Сложно не заметить. Выглядит Венди ужасно: одна половина лица заплыла, раздувшись, губ не видно вовсе — они полностью скрыты под кровавой коркой, которая пойдёт трещинами, стоит ей лишь попытаться открыть рот. Радует лишь то, что дышит она спокойно, размеренно и самостоятельно. Ей только капельницу поставили — по крайней мере, сегодня.

Блейк вдруг ловит себя на том, что ему самому дышать становится не в пример труднее. Притворившись, что закашлялся, он отворачивается, хватает ртом воздух, будто выброшенная на берег рыба — и Мишелю, и Нике достаёт чувства такта, чтобы не дёргать его.

— Как ты её нашла? — спрашивает он, отдышавшись.

— Ты работаешь на нас столько лет, — пожимает Ника плечами. — Пора бы привыкнуть, что у Поднебесья везде есть уши и глаза.

От Блейка не укрывается, как демонстративно она произносит это «на нас» — словно проводит черту между всей организацией и им с Мишелем. Впрочем, чему тут удивляться. После всего, что они устроили, было глупо надеяться на счастливый исход.

— Правильно ли я понимаю, — Мишель чуть смещается, прислоняется к стене, — что Лоренцо Инганнаморте обо всём рассказал?

— Разумеется. Он понял, что вы в любом случае его убьёте, и связался с госпожой Маюми. Небожителям было известно о вашей маленькой игре ещё до того, как вы прибыли в Барскую крепость.

Голос у Ники ровный, негромкий — но в каждое слово вложено столько, что оно ощущается как пощёчина. Блейк привык и не к такому, однако ощущать это всё же неприятно. Он всегда был известен как один из лучших наёмников Поднебесья. Исполнительный, изобретательный, хладнокровный. И вот, пожалуйста — вынужден безропотно принимать выговор перед тем, как его, Мишеля и Венди отправят на казнь.

Иначе и быть не может.

— Тогда почему никто не вмешался?

— А зачем? — чуть приподнимает брови Ника. — Вы убили троих Инганнаморте и несколько десятков их бойцов. Поднебесью это на руку. Если вдруг развяжется война, одна из сильнейших мафиозных семей уже ослаблена.

— Но при этом мы, конечно, всё равно не заслужили милосердия?

— Увы.

— Занятно, — Мишель вздыхает. — Но ожидаемо, само собой. А что говорит Эдриенн?

Ника вдруг вскакивает со стула, сжимает кулаки. Упоминание этого имени почему-то выбивает её из колеи. Странно, чертовски странно — хотя, учитывая, кто устроил заварушку с картиной...

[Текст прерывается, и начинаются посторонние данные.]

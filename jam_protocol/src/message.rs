// Protocol messages exchanged through the relay.
//
// Every message on the wire is one flat JSON object: a `type` tag in
// kebab-case, the common `senderId` and `timestamp` fields, and the
// variant-specific fields in camelCase. Here that is split into an
// envelope (`JamMessage`) holding the common fields and a closed body enum
// (`MessageBody`) flattened into it, so dispatch sites match exhaustively on
// the body and unknown tags fail to decode.
//
// The `state-sync` snapshot is an opaque `serde_json::Value`. The protocol
// crate never inspects timer state; the sync crate converts it to and from the
// owning process's concrete state type.

use serde::{Deserialize, Serialize};

use crate::types::{ControlAction, Participant, ParticipantId};

/// A protocol message: common envelope fields plus a tagged body.
#[derive(Clone, Debug, PartialEq, Serialize, Deserialize)]
#[serde(rename_all = "camelCase")]
pub struct JamMessage {
    /// Originating participant. Relay-originated messages may omit it.
    #[serde(default)]
    pub sender_id: ParticipantId,
    /// Unix epoch milliseconds at the sender.
    #[serde(default)]
    pub timestamp: u64,
    #[serde(flatten)]
    pub body: MessageBody,
}

impl JamMessage {
    pub fn new(sender_id: ParticipantId, timestamp: u64, body: MessageBody) -> Self {
        Self {
            sender_id,
            timestamp,
            body,
        }
    }
}

/// Variant-specific part of a message, tagged by `type`.
#[derive(Clone, Debug, PartialEq, Serialize, Deserialize)]
#[serde(tag = "type", rename_all = "kebab-case", rename_all_fields = "camelCase")]
pub enum MessageBody {
    /// Handshake sent right after the socket opens.
    Join { name: String, is_host: bool },
    /// Graceful departure.
    Leave,
    /// Full timer snapshot broadcast by the host.
    StateSync { state: serde_json::Value },
    /// Advisory notice of a host timer command.
    Control { action: ControlAction },
    /// Relay roster broadcast; authoritative for the host flag.
    ParticipantUpdate { participants: Vec<Participant> },
    /// Host asks the relay to hand the host role to another participant.
    TransferHost { new_host_id: ParticipantId },
    /// Relay-reported error.
    Error { message: String },
}

impl MessageBody {
    /// Wire tag of this variant, for logging.
    pub fn kind(&self) -> &'static str {
        match self {
            Self::Join { .. } => "join",
            Self::Leave => "leave",
            Self::StateSync { .. } => "state-sync",
            Self::Control { .. } => "control",
            Self::ParticipantUpdate { .. } => "participant-update",
            Self::TransferHost { .. } => "transfer-host",
            Self::Error { .. } => "error",
        }
    }
}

— Нет больше Эдриенн, — отрезает она.

Вот как.

Что ж, вполне закономерно. В другой вселенной Блейк, быть может, даже посочувствовал бы, но глупо открещиваться от правды: он никогда не любил Эдриенн, и их совместная работа не приносила никакого удовольствия им обоим. Наверняка она предпочла бы курировать кого-то попроще.

— А её кот?

— ...что?

— Кот, — повторяет Блейк с терпением, достойным священнослужителя. — Принц Чарльз.

Ника замолкает. Блестящий носок её ботинка упирается в чёрную линию на плитке пола, скользит вдоль неё.

— Теперь живёт у меня, — сообщает она наконец. — Не бросать же животное.

Ну хоть это радует. К человеческим страданиям Блейк в целом равнодушен, но кошки ему по душе. Честное слово, в любой другой ситуации он и сам забрал бы кота Эдриенн. Но сколько осталось жить ему самому? Должно быть, всего ничего.

— Тебя прислали убить нас? — Блейк осторожно присаживается на край больничной койки Венди, накрывает её ладонь своей. Чёрт знает, позволила бы она, будь в сознании... Хотелось бы верить, что да. — Это будет проблематично.

— Небожители амбициозны, но не безумны. Вы в алом списке, ты и Мишель.

— А...

— Нет, Венди туда не добавили. Вероятность, что она придёт в себя в ближайшую неделю, довольно мала. За это время её в любом случае прикончат с тобой за компанию, разве что ты сбежишь раньше. А если я что-то понимаю в любви, — последнее слово Ника прямо-таки смакует, — ты скорее сдохнешь, чем сбежишь.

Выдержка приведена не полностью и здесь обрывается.